In a memo in June 2009, an official in Singapore described Kim Jong Il dismissively as a "flabby old chap." But the Chinese official who saw Kim in October of 2009 said the ailing leader "lost weight when compared to when he last saw him three years earlier."
During a two-and-a-half hour meeting, the Chinese official asked the North Korean leader if he still drank alcohol, given his reputation among the Chinese as "quite a good drinker," according to the leaked documents.
"Kim said yes," is the response noted in the cable.
The information about Khamenei's health comes from a partially redacted U.S. diplomatic cable from August 2009, in which an un-named businessman reports a discussion that one of his contacts had with former Iranian President Ali Akbar Rafsanjani, who told him that Khamenei has terminal leukemia.
Khamenei was elected Iran's Supreme Leader in July 1989, following the death of his predecessor, Ayatollah Khomeini, and currently exercises control over the Iranian regime, including Iranian President Mahmoud Ahmadinejad.
His health could impact U.S. efforts to talk with Iran.
Other WikiLeaks documents released Monday suggest that Khamenei is reportedly willing to negotiate with the United States about Iran's nuclear goals, while Ahmadinejad is not.
U.S. officials in China sent a diplomatic cable to Washington detailing conversations that their Chinese counterparts had with the Iranians.
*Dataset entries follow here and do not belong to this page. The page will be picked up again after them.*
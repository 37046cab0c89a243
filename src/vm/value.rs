use std::fmt;

/// One stack slot. Nothing in the word says what it holds; the code
/// that pushed it and the code that pops it have to agree.
#[repr(transparent)]
#[derive(Copy, Clone, Default, PartialEq, Eq, Hash)]
pub struct Value(u64);

impl Value {
    pub const ZERO: Value = Value(0);

    pub fn from_raw(raw: u64) -> Value {
        Value(raw)
    }

    pub fn raw(self) -> u64 {
        self.0
    }

    pub fn from_int(v: i64) -> Value {
        Value(v as u64)
    }

    pub fn as_int(self) -> i64 {
        self.0 as i64
    }

    pub fn from_uint(v: u64) -> Value {
        Value(v)
    }

    pub fn as_uint(self) -> u64 {
        self.0
    }

    pub fn from_f64(v: f64) -> Value {
        Value(v.to_bits())
    }

    pub fn as_f64(self) -> f64 {
        f64::from_bits(self.0)
    }

    pub fn from_bool(v: bool) -> Value {
        Value(v as u64)
    }

    pub fn as_bool(self) -> bool {
        self.0 != 0
    }

    pub fn from_ptr<T>(p: *const T) -> Value {
        Value(p as usize as u64)
    }

    pub fn as_ptr<T>(self) -> *mut T {
        self.0 as usize as *mut T
    }

    pub fn is_zero(self) -> bool {
        self.0 == 0
    }
}

impl fmt::Debug for Value {
    fn fmt(&self, f: &mut fmt::Formatter<'_>) -> fmt::Result {
        write!(f, "Value({:#x})", self.0)
    }
}
use super::config::FORCED_ALIGNMENT;
use super::fatal::{self, Fatal};
use super::scan::{ScanFn, ScanPolicy};
use std::mem::size_of;
use std::panic::Location;
use std::sync::OnceLock;

/// The record may hold pointers and is scanned by the collector.
pub const PTR_SCAN: u8 = 1 << 0;
/// Reached during the current collection while living outside from-space.
pub const TRACED: u8 = 1 << 1;
/// Copied to to-space; `forward` holds the new header address.
pub const MOVED: u8 = 1 << 2;

/// Smallest data area handed out, used for zero-length requests too.
pub const MIN_DATA_LEN: usize = 16;

#[cfg(feature = "end-guard")]
pub const END_GUARD_LEN: usize = size_of::<u64>();
#[cfg(not(feature = "end-guard"))]
pub const END_GUARD_LEN: usize = 0;

pub type AllocSite = &'static Location<'static>;

/// Metadata written in front of every allocation.
#[repr(C, align(16))]
pub struct AllocHeader {
    pub guard: u64,
    /// Full record length: header, data and end guard, rounded up.
    pub alloc_len: u32,
    pub flags: u8,
    pub scan_fn: Option<ScanFn>,
    pub forward: usize,
    #[cfg(feature = "alloc-site")]
    pub site: Option<AllocSite>,
}

pub const HEADER_SIZE: usize = size_of::<AllocHeader>();

/// Process-wide guard value, chosen once at random. Always odd so it can
/// never be mistaken for an aligned pointer.
pub fn guard_word() -> u64 {
    static GUARD: OnceLock<u64> = OnceLock::new();

    *GUARD.get_or_init(|| rand::random::<u64>() | 1)
}

/// Total bytes a request for `data_len` bytes consumes in an arena, or
/// `None` past what a header can describe.
pub fn record_len(data_len: usize) -> Option<usize> {
    let len = data_len
        .max(MIN_DATA_LEN)
        .checked_add(HEADER_SIZE + END_GUARD_LEN + FORCED_ALIGNMENT - 1)?;
    let len = len & !(FORCED_ALIGNMENT - 1);

    (len <= u32::MAX as usize).then_some(len)
}

impl AllocHeader {
    /// Writes a fresh header at `addr` for a record of `alloc_len` bytes.
    ///
    /// # Safety
    ///
    /// `addr` must be `FORCED_ALIGNMENT` aligned with `alloc_len` writable
    /// bytes behind it.
    pub unsafe fn init(
        addr: usize,
        alloc_len: usize,
        policy: ScanPolicy,
        site: Option<AllocSite>,
    ) -> *mut AllocHeader {
        let header = addr as *mut AllocHeader;
        let flags = if policy.scans() { PTR_SCAN } else { 0 };

        #[cfg(not(feature = "alloc-site"))]
        let _ = site;

        header.write(AllocHeader {
            guard: guard_word(),
            alloc_len: alloc_len as u32,
            flags,
            scan_fn: policy.scan_fn(),
            forward: 0,
            #[cfg(feature = "alloc-site")]
            site,
        });

        #[cfg(feature = "end-guard")]
        ((addr + alloc_len - END_GUARD_LEN) as *mut u64).write(guard_word());

        header
    }

    /// The header of the record whose data starts at `data`.
    pub fn of(data: *const u8) -> *mut AllocHeader {
        (data as usize - HEADER_SIZE) as *mut AllocHeader
    }

    pub fn data(&self) -> *mut u8 {
        (self as *const AllocHeader as usize + HEADER_SIZE) as *mut u8
    }

    /// Usable bytes behind the header.
    pub fn data_len(&self) -> usize {
        self.alloc_len as usize - HEADER_SIZE - END_GUARD_LEN
    }

    pub fn data_words(&self) -> usize {
        self.data_len() / size_of::<usize>()
    }

    pub fn is_set(&self, flag: u8) -> bool {
        self.flags & flag != 0
    }

    #[cfg(feature = "alloc-site")]
    pub fn site(&self) -> Option<AllocSite> {
        self.site
    }

    #[cfg(not(feature = "alloc-site"))]
    pub fn site(&self) -> Option<AllocSite> {
        None
    }

    /// Checks the guard words of the record whose data starts at `data`,
    /// raising a fatal error on corruption.
    ///
    /// # Safety
    ///
    /// `data` must point into mapped memory at least `HEADER_SIZE` bytes
    /// past the start of its arena.
    #[track_caller]
    pub unsafe fn validate<'a>(data: *const u8) -> &'a mut AllocHeader {
        let header = &mut *Self::of(data);

        if header.guard != guard_word() {
            fatal::raise(Fatal::GuardMismatch {
                addr: header as *const AllocHeader as usize,
                found: header.guard,
            });
        }

        #[cfg(feature = "end-guard")]
        {
            let addr = header as *const AllocHeader as usize;
            let end = (addr + header.alloc_len as usize - END_GUARD_LEN) as *const u64;

            if end.read() != guard_word() {
                fatal::raise(Fatal::EndGuard { addr });
            }
        }

        header
    }
}

#[cfg(test)]
mod tests {
    use super::*;

    #[test]
    fn header_is_aligned() {
        assert_eq!(HEADER_SIZE % FORCED_ALIGNMENT, 0);
        assert_eq!(std::mem::align_of::<AllocHeader>(), FORCED_ALIGNMENT);
    }

    #[test]
    fn record_len_rounds_and_has_a_floor() {
        assert_eq!(record_len(0), record_len(MIN_DATA_LEN));
        assert_eq!(record_len(1).unwrap() % FORCED_ALIGNMENT, 0);
        assert!(record_len(17) > record_len(16));
        assert!(record_len(100).unwrap() >= HEADER_SIZE + 100);
    }

    #[test]
    fn record_len_refuses_what_a_header_cannot_hold() {
        assert_eq!(record_len(usize::MAX), None);
        assert_eq!(record_len(usize::MAX - 15), None);
        assert_eq!(record_len(u32::MAX as usize), None);
        assert!(record_len(u32::MAX as usize - HEADER_SIZE - 64).is_some());
    }

    #[test]
    fn guard_is_stable_and_odd() {
        assert_eq!(guard_word(), guard_word());
        assert_eq!(guard_word() & 1, 1);
    }

    #[test]
    fn init_then_validate() {
        let mut buf = vec![0u128; 16];
        let addr = buf.as_mut_ptr() as usize;
        let len = record_len(40).unwrap();

        unsafe {
            let header = AllocHeader::init(addr, len, ScanPolicy::All, None);
            let data = (*header).data();

            assert_eq!(data as usize, addr + HEADER_SIZE);
            assert!(AllocHeader::validate(data).is_set(PTR_SCAN));
            assert!((*header).data_len() >= 40);
        }
    }

    #[test]
    #[should_panic]
    fn corrupt_guard_is_fatal() {
        crate::fatal::set_fatal_mode(crate::fatal::FatalMode::Panic);
        let mut buf = vec![0u128; 16];
        let addr = buf.as_mut_ptr() as usize;

        unsafe {
            let header = AllocHeader::init(addr, record_len(16).unwrap(), ScanPolicy::None, None);
            (*header).guard ^= 2;
            AllocHeader::validate((*header).data());
        }
    }
}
The September 2009 cable, written approximately a month after the report about Khamenei's cancer, indicates he may be interested in talking to the United States.
The cable read, in part, that "Iran was willing to make a deal with the U.S. on the nuclear issue, adding that this willingness came from the Supreme Leader, and that President Ahmadinejad was not the decision-maker on the issue."